WHAT THIS TASK INVOLVES: Up to and including the line that contains "parameter values, got", return every line from the start of the data, unchanged.

Saved data entries:
##########
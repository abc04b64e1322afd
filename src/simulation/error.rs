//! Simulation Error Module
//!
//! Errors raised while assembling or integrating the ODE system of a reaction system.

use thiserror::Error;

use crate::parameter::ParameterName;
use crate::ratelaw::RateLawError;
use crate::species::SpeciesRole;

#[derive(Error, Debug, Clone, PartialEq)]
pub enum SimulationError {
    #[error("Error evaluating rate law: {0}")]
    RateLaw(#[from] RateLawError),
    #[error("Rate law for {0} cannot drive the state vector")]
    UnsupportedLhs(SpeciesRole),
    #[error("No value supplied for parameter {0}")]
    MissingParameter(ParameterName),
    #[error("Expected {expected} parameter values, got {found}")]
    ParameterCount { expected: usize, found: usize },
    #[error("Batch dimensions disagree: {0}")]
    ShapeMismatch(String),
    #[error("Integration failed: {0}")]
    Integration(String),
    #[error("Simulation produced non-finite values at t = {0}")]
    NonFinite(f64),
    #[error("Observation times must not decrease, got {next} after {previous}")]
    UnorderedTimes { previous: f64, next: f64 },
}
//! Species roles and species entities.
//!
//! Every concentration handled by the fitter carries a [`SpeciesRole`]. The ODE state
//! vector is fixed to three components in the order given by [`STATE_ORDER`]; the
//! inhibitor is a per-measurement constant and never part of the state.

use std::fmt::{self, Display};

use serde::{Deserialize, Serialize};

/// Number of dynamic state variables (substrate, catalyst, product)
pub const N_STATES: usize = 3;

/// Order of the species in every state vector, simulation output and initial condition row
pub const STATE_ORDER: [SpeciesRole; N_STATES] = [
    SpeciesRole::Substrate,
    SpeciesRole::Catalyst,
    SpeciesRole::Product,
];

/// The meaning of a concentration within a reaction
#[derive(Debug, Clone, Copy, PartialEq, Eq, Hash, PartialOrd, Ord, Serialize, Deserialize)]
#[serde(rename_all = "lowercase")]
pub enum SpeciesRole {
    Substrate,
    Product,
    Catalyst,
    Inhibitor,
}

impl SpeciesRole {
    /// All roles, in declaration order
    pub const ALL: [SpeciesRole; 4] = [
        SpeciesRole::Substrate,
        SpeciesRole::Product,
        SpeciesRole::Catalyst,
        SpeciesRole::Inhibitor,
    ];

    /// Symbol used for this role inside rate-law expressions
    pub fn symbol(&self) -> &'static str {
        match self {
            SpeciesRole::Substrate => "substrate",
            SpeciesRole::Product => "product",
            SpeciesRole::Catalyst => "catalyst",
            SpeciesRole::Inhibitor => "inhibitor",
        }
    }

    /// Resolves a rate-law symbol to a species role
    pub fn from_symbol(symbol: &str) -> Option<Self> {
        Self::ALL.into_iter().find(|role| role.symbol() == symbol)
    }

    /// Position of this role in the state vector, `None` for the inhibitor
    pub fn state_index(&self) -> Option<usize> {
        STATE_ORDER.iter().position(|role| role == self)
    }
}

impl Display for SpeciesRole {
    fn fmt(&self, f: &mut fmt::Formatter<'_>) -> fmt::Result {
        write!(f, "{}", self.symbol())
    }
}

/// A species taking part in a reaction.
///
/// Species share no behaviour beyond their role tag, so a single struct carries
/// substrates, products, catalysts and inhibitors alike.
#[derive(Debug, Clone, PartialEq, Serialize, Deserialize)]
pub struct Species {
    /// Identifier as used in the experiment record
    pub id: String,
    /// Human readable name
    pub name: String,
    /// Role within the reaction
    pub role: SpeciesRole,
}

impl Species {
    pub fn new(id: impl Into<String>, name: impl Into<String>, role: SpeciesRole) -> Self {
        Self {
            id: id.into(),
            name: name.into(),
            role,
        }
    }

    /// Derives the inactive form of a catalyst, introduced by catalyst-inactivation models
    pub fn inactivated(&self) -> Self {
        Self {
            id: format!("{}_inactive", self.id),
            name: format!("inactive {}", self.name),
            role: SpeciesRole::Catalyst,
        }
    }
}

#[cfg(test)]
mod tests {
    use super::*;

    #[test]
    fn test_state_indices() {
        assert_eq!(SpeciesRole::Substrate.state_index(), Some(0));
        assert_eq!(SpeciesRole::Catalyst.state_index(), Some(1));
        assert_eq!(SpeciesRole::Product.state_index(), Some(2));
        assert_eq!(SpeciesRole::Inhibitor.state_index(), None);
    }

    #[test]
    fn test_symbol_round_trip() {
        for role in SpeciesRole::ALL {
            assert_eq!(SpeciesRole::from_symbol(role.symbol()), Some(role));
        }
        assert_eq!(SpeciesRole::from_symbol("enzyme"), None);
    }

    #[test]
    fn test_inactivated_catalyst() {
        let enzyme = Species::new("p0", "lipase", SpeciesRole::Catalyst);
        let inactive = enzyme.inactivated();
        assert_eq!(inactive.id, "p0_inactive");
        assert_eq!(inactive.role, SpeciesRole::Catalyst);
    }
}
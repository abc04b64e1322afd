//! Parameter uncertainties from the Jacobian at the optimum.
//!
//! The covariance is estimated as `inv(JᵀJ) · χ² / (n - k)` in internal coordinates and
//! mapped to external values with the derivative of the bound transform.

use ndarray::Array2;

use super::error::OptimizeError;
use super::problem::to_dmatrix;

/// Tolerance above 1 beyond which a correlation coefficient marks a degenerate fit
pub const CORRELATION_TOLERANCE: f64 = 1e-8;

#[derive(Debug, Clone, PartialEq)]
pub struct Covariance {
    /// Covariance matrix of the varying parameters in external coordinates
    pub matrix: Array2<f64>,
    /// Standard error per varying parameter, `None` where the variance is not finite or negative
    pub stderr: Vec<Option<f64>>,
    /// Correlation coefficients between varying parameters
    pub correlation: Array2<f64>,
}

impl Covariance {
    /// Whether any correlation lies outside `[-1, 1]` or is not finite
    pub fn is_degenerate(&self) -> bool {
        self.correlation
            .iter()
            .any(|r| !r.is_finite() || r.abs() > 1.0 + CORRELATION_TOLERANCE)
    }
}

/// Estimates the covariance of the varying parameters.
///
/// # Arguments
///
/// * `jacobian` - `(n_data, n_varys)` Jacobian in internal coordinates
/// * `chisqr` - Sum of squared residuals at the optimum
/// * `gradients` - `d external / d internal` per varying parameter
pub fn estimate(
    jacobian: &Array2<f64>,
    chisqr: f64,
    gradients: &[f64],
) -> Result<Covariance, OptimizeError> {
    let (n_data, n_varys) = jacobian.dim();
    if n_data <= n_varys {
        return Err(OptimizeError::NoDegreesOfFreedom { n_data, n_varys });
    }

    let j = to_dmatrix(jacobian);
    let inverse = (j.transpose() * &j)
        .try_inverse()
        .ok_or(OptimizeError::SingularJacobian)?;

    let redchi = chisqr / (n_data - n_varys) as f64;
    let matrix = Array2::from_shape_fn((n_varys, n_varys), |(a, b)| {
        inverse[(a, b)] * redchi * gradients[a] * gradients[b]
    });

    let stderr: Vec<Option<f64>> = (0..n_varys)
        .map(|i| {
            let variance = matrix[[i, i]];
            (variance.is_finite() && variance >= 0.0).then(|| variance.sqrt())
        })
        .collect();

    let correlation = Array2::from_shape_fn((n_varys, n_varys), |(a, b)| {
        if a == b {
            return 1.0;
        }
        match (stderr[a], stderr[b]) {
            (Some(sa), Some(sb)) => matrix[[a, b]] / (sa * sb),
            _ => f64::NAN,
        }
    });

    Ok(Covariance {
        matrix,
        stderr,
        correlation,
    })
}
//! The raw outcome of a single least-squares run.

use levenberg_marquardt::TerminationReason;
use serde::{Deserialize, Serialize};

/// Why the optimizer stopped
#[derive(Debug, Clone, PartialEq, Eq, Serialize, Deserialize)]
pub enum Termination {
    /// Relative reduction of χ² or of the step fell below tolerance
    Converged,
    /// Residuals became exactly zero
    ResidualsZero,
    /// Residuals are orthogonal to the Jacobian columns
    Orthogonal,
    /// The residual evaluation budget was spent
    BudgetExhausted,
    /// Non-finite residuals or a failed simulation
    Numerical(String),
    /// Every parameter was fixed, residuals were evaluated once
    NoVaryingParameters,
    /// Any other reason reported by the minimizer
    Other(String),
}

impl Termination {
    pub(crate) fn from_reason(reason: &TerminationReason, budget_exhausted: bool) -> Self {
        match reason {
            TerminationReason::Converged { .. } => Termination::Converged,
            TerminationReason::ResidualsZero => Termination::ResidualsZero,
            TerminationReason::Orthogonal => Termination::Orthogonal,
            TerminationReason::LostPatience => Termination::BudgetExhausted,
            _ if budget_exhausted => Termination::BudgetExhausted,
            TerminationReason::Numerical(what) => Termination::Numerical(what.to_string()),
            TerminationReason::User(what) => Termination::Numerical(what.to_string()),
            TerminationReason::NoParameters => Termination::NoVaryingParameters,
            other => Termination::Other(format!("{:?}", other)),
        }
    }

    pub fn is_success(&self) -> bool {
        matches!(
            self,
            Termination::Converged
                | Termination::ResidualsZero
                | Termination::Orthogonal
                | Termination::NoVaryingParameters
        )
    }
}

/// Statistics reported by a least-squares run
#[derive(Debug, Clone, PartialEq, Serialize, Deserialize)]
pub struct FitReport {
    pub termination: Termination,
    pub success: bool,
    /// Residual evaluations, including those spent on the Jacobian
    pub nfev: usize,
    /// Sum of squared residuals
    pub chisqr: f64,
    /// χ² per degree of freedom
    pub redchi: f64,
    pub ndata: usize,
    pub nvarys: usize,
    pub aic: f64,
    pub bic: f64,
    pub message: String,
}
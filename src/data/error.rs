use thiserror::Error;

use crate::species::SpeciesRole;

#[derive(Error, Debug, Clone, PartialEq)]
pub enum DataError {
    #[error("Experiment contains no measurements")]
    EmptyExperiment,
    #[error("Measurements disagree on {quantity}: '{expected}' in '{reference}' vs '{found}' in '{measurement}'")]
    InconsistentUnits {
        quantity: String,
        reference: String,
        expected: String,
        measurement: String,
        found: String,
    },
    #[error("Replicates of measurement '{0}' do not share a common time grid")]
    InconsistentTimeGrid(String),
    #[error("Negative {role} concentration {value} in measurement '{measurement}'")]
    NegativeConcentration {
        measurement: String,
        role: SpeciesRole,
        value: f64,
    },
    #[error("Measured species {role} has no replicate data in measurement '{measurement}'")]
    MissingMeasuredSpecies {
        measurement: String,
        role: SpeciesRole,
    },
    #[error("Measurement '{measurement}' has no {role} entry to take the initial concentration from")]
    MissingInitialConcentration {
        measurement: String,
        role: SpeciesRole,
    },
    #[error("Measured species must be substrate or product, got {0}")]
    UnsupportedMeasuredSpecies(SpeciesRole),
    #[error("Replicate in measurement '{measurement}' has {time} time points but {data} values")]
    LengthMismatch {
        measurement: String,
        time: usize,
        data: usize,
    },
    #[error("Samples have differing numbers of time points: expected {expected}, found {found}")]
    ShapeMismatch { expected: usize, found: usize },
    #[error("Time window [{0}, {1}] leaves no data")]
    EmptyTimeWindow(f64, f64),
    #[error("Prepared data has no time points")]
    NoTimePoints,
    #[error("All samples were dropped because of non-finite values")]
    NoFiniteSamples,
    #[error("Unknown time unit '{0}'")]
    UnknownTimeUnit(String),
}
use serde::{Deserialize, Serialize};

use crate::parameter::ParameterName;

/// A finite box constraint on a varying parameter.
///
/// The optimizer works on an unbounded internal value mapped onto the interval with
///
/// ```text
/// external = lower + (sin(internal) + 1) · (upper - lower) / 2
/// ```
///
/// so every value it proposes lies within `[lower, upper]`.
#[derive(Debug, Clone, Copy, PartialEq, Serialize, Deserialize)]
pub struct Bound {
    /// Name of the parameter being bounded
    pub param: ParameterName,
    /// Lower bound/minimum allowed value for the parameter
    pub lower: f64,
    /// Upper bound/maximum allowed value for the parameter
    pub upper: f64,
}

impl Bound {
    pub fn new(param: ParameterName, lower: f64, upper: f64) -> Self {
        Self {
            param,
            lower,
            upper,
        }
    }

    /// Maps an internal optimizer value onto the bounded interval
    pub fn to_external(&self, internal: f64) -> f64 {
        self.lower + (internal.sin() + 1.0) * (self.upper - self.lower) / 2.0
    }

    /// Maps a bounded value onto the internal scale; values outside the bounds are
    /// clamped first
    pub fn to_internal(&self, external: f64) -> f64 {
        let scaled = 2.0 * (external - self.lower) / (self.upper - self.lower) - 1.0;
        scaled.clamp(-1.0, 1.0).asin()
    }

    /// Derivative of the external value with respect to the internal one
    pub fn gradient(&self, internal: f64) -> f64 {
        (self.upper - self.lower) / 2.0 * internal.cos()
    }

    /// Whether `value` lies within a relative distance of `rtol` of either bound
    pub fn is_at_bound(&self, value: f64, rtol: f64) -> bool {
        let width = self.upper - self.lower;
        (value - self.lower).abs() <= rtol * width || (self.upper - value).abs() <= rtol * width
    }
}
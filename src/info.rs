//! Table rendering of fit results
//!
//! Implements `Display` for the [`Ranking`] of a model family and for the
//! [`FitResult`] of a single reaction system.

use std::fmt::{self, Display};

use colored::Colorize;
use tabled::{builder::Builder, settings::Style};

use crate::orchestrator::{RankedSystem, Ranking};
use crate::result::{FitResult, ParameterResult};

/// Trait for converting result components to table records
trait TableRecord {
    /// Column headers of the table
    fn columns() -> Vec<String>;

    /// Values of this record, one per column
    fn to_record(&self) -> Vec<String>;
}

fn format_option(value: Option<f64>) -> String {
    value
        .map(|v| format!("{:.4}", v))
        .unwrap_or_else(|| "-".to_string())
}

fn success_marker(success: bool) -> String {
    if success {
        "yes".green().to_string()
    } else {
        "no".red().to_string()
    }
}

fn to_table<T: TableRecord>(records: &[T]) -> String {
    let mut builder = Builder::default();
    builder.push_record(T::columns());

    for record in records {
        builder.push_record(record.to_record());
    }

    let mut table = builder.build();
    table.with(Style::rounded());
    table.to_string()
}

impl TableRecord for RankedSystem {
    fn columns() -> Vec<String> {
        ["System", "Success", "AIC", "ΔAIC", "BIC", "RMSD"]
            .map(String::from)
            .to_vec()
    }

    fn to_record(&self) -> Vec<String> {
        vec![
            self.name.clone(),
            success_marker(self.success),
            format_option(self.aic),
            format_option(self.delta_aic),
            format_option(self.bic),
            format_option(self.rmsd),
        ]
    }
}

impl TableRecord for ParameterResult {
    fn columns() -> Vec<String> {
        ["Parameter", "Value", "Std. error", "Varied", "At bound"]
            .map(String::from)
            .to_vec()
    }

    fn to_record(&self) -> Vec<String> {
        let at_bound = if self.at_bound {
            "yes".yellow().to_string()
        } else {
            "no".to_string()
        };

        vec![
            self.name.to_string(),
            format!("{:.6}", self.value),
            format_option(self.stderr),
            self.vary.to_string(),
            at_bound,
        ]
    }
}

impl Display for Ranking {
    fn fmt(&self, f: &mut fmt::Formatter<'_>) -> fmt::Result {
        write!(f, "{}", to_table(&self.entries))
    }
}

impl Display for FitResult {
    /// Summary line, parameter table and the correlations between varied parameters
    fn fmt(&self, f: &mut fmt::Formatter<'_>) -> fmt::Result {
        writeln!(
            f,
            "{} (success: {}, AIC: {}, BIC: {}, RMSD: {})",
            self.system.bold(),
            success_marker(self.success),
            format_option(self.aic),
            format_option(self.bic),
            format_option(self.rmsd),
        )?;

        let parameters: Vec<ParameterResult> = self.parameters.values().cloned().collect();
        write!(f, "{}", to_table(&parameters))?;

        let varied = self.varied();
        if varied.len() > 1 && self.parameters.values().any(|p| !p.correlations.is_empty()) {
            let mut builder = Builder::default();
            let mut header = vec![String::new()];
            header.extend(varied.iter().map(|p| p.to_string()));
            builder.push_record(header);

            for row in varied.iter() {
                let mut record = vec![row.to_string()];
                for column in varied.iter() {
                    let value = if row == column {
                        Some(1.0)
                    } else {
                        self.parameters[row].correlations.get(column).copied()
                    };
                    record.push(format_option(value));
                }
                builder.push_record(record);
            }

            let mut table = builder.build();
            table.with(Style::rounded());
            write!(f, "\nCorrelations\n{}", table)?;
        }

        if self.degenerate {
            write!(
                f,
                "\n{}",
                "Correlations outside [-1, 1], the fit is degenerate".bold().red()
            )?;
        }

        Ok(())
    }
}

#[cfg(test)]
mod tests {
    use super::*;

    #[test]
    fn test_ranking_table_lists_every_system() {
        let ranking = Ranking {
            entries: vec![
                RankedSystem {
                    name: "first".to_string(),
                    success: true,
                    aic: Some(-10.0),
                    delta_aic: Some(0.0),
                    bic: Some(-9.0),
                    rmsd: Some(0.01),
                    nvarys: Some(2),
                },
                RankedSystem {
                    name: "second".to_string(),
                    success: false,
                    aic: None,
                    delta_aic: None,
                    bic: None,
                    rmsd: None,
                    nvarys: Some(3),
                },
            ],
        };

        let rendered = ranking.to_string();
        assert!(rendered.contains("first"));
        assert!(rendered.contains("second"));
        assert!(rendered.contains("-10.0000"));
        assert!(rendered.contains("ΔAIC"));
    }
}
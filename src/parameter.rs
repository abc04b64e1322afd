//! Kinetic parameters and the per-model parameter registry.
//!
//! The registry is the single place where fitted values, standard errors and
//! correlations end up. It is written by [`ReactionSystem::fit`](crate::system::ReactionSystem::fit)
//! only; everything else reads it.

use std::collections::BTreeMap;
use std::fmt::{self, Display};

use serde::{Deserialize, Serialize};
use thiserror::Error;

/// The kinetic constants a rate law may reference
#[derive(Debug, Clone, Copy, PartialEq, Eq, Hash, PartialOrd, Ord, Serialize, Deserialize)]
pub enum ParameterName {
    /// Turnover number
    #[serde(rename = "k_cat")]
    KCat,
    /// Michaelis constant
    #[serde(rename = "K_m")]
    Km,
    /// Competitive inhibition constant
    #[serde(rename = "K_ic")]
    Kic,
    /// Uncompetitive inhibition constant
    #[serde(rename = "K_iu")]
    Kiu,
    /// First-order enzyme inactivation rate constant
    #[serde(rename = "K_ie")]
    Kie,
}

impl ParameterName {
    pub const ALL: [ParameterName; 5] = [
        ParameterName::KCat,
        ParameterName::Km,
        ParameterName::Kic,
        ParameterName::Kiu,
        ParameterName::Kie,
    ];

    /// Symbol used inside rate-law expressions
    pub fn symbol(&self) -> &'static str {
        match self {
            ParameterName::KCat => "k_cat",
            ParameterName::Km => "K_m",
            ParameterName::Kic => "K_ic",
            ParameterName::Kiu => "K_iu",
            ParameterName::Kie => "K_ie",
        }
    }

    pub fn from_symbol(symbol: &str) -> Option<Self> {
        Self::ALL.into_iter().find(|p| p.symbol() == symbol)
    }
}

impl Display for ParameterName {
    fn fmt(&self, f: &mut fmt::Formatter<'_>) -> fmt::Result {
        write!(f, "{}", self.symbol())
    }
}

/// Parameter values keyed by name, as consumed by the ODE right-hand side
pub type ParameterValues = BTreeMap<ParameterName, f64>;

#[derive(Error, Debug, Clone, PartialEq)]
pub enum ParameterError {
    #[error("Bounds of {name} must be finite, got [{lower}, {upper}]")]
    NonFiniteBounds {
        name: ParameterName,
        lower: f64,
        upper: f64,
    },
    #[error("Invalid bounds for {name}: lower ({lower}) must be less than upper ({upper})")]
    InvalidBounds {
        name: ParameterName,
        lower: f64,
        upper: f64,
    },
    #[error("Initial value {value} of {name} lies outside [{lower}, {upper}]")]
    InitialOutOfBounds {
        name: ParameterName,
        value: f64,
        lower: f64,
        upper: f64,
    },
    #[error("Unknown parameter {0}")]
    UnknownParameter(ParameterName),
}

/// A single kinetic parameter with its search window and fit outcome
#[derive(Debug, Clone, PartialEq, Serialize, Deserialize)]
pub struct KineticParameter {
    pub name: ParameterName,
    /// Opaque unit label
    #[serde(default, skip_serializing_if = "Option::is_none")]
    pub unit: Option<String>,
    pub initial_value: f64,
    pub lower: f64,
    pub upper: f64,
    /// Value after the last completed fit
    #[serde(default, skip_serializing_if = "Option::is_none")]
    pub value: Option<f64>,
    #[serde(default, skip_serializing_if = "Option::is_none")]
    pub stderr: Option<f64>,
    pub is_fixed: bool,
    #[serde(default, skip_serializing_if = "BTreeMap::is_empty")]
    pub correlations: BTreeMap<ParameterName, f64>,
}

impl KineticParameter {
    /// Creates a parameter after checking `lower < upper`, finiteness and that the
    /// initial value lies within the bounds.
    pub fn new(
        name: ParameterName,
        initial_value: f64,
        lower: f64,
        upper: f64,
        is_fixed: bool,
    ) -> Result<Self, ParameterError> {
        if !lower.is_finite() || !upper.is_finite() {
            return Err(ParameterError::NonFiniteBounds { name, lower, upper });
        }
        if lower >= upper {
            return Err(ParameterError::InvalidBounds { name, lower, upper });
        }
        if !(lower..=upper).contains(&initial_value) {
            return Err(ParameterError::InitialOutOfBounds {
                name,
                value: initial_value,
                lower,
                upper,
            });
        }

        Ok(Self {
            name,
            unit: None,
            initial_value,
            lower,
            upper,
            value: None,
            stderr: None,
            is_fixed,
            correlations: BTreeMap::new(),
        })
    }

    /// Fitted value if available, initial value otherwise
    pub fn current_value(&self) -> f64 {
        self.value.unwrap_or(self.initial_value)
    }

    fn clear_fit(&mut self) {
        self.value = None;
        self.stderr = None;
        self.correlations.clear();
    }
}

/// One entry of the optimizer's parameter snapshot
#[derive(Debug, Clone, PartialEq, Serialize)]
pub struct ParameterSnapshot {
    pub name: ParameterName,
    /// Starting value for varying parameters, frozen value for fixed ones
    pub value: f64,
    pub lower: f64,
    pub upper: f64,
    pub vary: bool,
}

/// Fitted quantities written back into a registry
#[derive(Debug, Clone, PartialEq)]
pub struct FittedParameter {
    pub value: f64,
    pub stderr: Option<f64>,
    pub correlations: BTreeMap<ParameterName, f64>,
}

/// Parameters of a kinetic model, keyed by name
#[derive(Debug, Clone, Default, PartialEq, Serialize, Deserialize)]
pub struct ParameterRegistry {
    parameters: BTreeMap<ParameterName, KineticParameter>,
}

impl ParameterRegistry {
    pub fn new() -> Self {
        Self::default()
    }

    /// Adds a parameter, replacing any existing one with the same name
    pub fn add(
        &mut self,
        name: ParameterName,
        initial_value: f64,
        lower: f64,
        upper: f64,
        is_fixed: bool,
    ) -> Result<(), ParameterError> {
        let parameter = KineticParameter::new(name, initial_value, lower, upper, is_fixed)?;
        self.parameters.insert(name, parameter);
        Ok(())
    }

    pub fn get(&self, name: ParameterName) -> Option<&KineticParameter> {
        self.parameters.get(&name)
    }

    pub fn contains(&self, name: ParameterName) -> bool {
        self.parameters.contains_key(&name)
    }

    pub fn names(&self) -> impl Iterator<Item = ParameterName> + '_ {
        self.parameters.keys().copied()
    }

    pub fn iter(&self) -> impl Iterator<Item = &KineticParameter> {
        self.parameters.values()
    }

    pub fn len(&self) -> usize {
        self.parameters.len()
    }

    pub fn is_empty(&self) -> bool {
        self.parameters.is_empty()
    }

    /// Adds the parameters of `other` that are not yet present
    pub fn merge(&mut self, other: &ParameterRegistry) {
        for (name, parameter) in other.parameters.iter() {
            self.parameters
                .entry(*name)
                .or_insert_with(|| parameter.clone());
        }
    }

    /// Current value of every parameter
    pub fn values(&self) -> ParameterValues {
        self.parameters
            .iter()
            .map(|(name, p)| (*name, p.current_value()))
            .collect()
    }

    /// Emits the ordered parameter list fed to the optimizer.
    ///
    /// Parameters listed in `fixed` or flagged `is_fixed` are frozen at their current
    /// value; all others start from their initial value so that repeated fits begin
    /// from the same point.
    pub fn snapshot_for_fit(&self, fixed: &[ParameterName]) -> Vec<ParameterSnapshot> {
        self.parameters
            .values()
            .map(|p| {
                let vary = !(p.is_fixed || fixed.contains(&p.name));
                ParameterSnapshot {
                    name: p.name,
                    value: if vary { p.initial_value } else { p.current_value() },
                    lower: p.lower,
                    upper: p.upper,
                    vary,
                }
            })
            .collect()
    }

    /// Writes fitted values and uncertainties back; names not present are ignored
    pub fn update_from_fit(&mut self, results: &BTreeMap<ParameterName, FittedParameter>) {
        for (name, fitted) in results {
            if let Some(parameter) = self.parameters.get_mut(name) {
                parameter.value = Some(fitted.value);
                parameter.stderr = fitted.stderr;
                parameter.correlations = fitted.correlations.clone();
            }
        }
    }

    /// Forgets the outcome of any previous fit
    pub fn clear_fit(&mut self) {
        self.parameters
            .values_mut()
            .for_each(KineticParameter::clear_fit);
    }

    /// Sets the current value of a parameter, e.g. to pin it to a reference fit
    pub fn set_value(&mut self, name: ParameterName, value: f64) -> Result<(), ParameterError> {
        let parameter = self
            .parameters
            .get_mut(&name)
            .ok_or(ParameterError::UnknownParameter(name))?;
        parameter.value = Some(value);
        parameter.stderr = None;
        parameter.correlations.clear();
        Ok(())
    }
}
##########
ANSWER SPACE:
repository abc04b64e1322afd
filename src/simulation/error.rs
//! Simulation Error Module
//!
//! Errors raised while assembling or integrating the ODE system of a reaction system.

use thiserror::Error;

use crate::parameter::ParameterName;
use crate::ratelaw::RateLawError;
use crate::species::SpeciesRole;

#[derive(Error, Debug, Clone, PartialEq)]
pub enum SimulationError {
    #[error("Error evaluating rate law: {0}")]
    RateLaw(#[from] RateLawError),
    #[error("Rate law for {0} cannot drive the state vector")]
    UnsupportedLhs(SpeciesRole),
    #[error("No value supplied for parameter {0}")]
    MissingParameter(ParameterName),
    #[error("Expected {expected} parameter values, got {found}")]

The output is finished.